--- title: "From R to CFF" subtitle: "Crosswalk" description: >- A comprehensive description of the internal mappings performed by the cffr package. author: Diego Hernangómez bibliography: REFERENCES.bib link-citations: yes output: rmarkdown::html_vignette: toc: true vignette: > %\VignetteIndexEntry{From R to CFF} %\VignetteEngine{knitr::rmarkdown} %\VignetteEncoding{UTF-8} --- ```{r, include = FALSE} knitr::opts_chunk$set( collapse = TRUE, comment = "#>" ) library(cffr) ``` The goal of this vignette is to provide an explicit map between the metadata fields used by **cffr** and each one of the valid keys of the [Citation File Format schema version 1.2.0](https://github.com/citation-file-format/citation-file-format/blob/main/schema-guide.md#valid-keys). ## Summary {#summary} We summarize here the fields that **cffr** can coerce and the original source of information for each one of them. The details on each key are presented on the next section of the document. The assessment of fields are based on the [Guide to Citation File Format schema version 1.2.0](https://github.com/citation-file-format/citation-file-format/blob/main/schema-guide.md#valid-keys) [@druskat_citation_2021]. ```{r summary , echo=FALSE} keys <- cff_schema_keys(sorted = TRUE) origin <- vector(length = length(keys)) origin[keys == "cff-version"] <- "parameter on function" origin[keys == "type"] <- "Fixed value: 'software'" origin[keys == "identifiers"] <- "DESCRIPTION/CITATION files" origin[keys == "references"] <- "DESCRIPTION/CITATION files" origin[keys %in% c( "message", "title", "version", "authors", "abstract", "repository", "repository-code", "url", "date-released", "contact", "keywords", "license", "commit" )] <- "DESCRIPTION file" origin[keys %in% c( "doi", "preferred-citation" )] <- "CITATION file" origin[origin == FALSE] <- "Ignored by cffr" df <- data.frame( key = paste0("", keys, ""), source = origin ) knitr::kable(df, escape = FALSE) ``` ## Details ### abstract This key is extracted from the `"Description"` field of the `DESCRIPTION` file.

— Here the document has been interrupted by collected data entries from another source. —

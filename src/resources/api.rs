//! Facade boundary: typed keyword structs and the trait handlers call into.
//!
//! Field names of every struct match the descriptor bound for the operation,
//! so validated arguments unpack into them one to one.

use super::domain::{
    Asset, Exchange, HistoricalPriceOracle, Location, SyncApproval, Timestamp, UserActionKind,
};
use crate::connector::Chain;
use crate::dispatcher::HandlerResponse;
use serde::{Deserialize, Serialize};

#[derive(Debug, Clone, PartialEq, Serialize, Deserialize)]
pub struct TradesQuery {
    pub from_timestamp: Timestamp,
    pub to_timestamp: Timestamp,
    pub location: Option<Location>,
    pub async_query: bool,
    pub only_cache: bool,
}

#[derive(Debug, Clone, PartialEq, Serialize, Deserialize)]
pub struct LedgerActionsQuery {
    pub from_timestamp: Timestamp,
    pub to_timestamp: Timestamp,
    pub location: Option<Location>,
    pub async_query: bool,
}

#[derive(Debug, Clone, PartialEq, Serialize, Deserialize)]
pub struct ExchangeRatesQuery {
    pub currencies: Vec<Asset>,
}

#[derive(Debug, Clone, PartialEq, Serialize, Deserialize)]
pub struct CurrentPricesQuery {
    pub assets: Vec<Asset>,
    pub target_asset: Asset,
    pub ignore_cache: bool,
    pub async_query: bool,
}

#[derive(Debug, Clone, PartialEq, Serialize, Deserialize)]
pub struct HistoricalPricesQuery {
    pub assets_timestamp: Vec<(Asset, Timestamp)>,
    pub target_asset: Asset,
    pub async_query: bool,
}

#[derive(Debug, Clone, PartialEq, Serialize, Deserialize)]
pub struct ExchangeBalancesQuery {
    pub name: Option<Exchange>,
    pub async_query: bool,
    pub ignore_cache: bool,
}

#[derive(Debug, Clone, PartialEq, Serialize, Deserialize)]
pub struct BlockchainBalancesQuery {
    pub blockchain: Option<Chain>,
    pub async_query: bool,
    pub ignore_cache: bool,
}

#[derive(Debug, Clone, PartialEq, Serialize, Deserialize)]
pub struct EthereumTransactionsQuery {
    pub address: Option<String>,
    pub from_timestamp: Timestamp,
    pub to_timestamp: Timestamp,
    pub only_cache: bool,
    pub async_query: bool,
}

#[derive(Debug, Clone, PartialEq, Serialize, Deserialize)]
pub struct BlockchainAccountsQuery {
    pub blockchain: Chain,
}

/// One account entry of an add or edit request
#[derive(Debug, Clone, PartialEq, Serialize, Deserialize)]
pub struct AccountEntry {
    pub address: String,
    pub label: Option<String>,
    pub tags: Option<Vec<String>>,
}

#[derive(Debug, Clone, PartialEq, Serialize, Deserialize)]
pub struct BlockchainAccountsAdd {
    pub blockchain: Chain,
    pub accounts: Vec<AccountEntry>,
    pub async_query: bool,
}

#[derive(Debug, Clone, PartialEq, Serialize, Deserialize)]
pub struct BlockchainAccountsEdit {
    pub blockchain: Chain,
    pub accounts: Vec<AccountEntry>,
}

#[derive(Debug, Clone, PartialEq, Serialize, Deserialize)]
pub struct BlockchainAccountsRemove {
    pub blockchain: Chain,
    pub accounts: Vec<String>,
    pub async_query: bool,
}

#[derive(Debug, Clone, PartialEq, Serialize, Deserialize)]
pub struct OracleCacheQuery {
    pub oracle: HistoricalPriceOracle,
    pub async_query: bool,
}

#[derive(Debug, Clone, PartialEq, Serialize, Deserialize)]
pub struct OracleCacheCreate {
    pub oracle: HistoricalPriceOracle,
    pub from_asset: Asset,
    pub to_asset: Asset,
    pub purge_old: bool,
    pub async_query: bool,
}

#[derive(Debug, Clone, PartialEq, Serialize, Deserialize)]
pub struct OracleCacheDelete {
    pub oracle: HistoricalPriceOracle,
    pub from_asset: Asset,
    pub to_asset: Asset,
}

#[derive(Debug, Clone, PartialEq, Serialize, Deserialize)]
pub struct AssetBalanceStatisticsQuery {
    pub asset: Asset,
    pub from_timestamp: Timestamp,
    pub to_timestamp: Timestamp,
}

/// Arguments of `PATCH /users/{name}`; split into login, logout or premium
/// credential update before reaching the facade.
#[derive(Debug, Clone, PartialEq, Serialize, Deserialize)]
pub struct UserActionArgs {
    pub name: String,
    pub action: Option<UserActionKind>,
    pub password: Option<String>,
    pub sync_approval: SyncApproval,
    pub premium_api_key: String,
    pub premium_api_secret: String,
}

#[derive(Debug, Clone, PartialEq, Serialize, Deserialize)]
pub struct UserLogin {
    pub name: String,
    pub password: String,
    pub sync_approval: SyncApproval,
}

#[derive(Debug, Clone, PartialEq, Serialize, Deserialize)]
pub struct PremiumCredentials {
    pub name: String,
    pub api_key: String,
    pub api_secret: String,
}

#[derive(Debug, Clone, PartialEq, Serialize, Deserialize)]
pub struct AsyncTasksQuery {
    pub task_id: Option<i64>,
}

/// Business-logic facade. Every domain effect happens behind this trait.
pub trait RestApi: Send + Sync {
    fn query_trades(&self, args: TradesQuery) -> HandlerResponse;
    fn query_ledger_actions(&self, args: LedgerActionsQuery) -> HandlerResponse;
    fn get_exchange_rates(&self, args: ExchangeRatesQuery) -> HandlerResponse;
    fn get_current_assets_price(&self, args: CurrentPricesQuery) -> HandlerResponse;
    fn get_historical_assets_price(&self, args: HistoricalPricesQuery) -> HandlerResponse;
    fn query_exchange_balances(&self, args: ExchangeBalancesQuery) -> HandlerResponse;
    fn query_blockchain_balances(&self, args: BlockchainBalancesQuery) -> HandlerResponse;
    fn get_ethereum_transactions(&self, args: EthereumTransactionsQuery) -> HandlerResponse;
    fn get_blockchain_accounts(&self, args: BlockchainAccountsQuery) -> HandlerResponse;
    fn add_blockchain_accounts(&self, args: BlockchainAccountsAdd) -> HandlerResponse;
    fn edit_blockchain_accounts(&self, args: BlockchainAccountsEdit) -> HandlerResponse;
    fn remove_blockchain_accounts(&self, args: BlockchainAccountsRemove) -> HandlerResponse;
    fn get_oracle_cache(&self, args: OracleCacheQuery) -> HandlerResponse;
    fn create_oracle_cache(&self, args: OracleCacheCreate) -> HandlerResponse;
    fn delete_oracle_cache(&self, args: OracleCacheDelete) -> HandlerResponse;
    fn query_statistics_asset_balance(&self, args: AssetBalanceStatisticsQuery)
        -> HandlerResponse;
    fn user_login(&self, args: UserLogin) -> HandlerResponse;
    fn user_logout(&self, name: String) -> HandlerResponse;
    fn user_set_premium_credentials(&self, args: PremiumCredentials) -> HandlerResponse;
    fn query_tasks(&self, args: AsyncTasksQuery) -> HandlerResponse;
}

Example ```{r abstract} library(cffr) # Create cffr for yaml cff_obj <- cff_create("rmarkdown") # Get DESCRIPTION of rmarkdown to check pkg <- desc::desc(file.path(find.package("rmarkdown"), "DESCRIPTION")) cat(cff_obj$abstract) cat(pkg$get("Description")) ```
[Back to summary](#summary). ### authors This key is coerced from the `"Authors"` or `"Authors@R"` field of the `DESCRIPTION` file. By default persons with the role `"aut"` or `"cre"` are considered, however this can be modified via the `authors_roles` parameter.
Example ```{r authors} # An example DESCRIPTION path <- system.file("examples/DESCRIPTION_many_persons", package = "cffr") pkg <- desc::desc(path) # See persons listed pkg$get_authors() # Default behaviour, use authors and creators (maintainers) cff_obj <- cff_create(path) cff_obj$authors # Use now Copyright holders and maintainers cff_obj_alt <- cff_create(path, authors_roles = c("cre", "cph")) cff_obj_alt$authors ```
[Back to summary](#summary). ### cff-version This key can be set via the parameters of the `cff_create()`/`cff_write()` functions:
Example ```{r cffversion} cff_objv110 <- cff_create("jsonlite", cff_version = "v1.1.0") cat(cff_objv110$`cff-version`) ```
[Back to summary](#summary). ### commit This key is extracted from the `"RemoteSha"` field of the `DESCRIPTION` file. This is the case of packages installed using the [r-universe](https://r-universe.dev/) or packages such as **remotes** or **pak**.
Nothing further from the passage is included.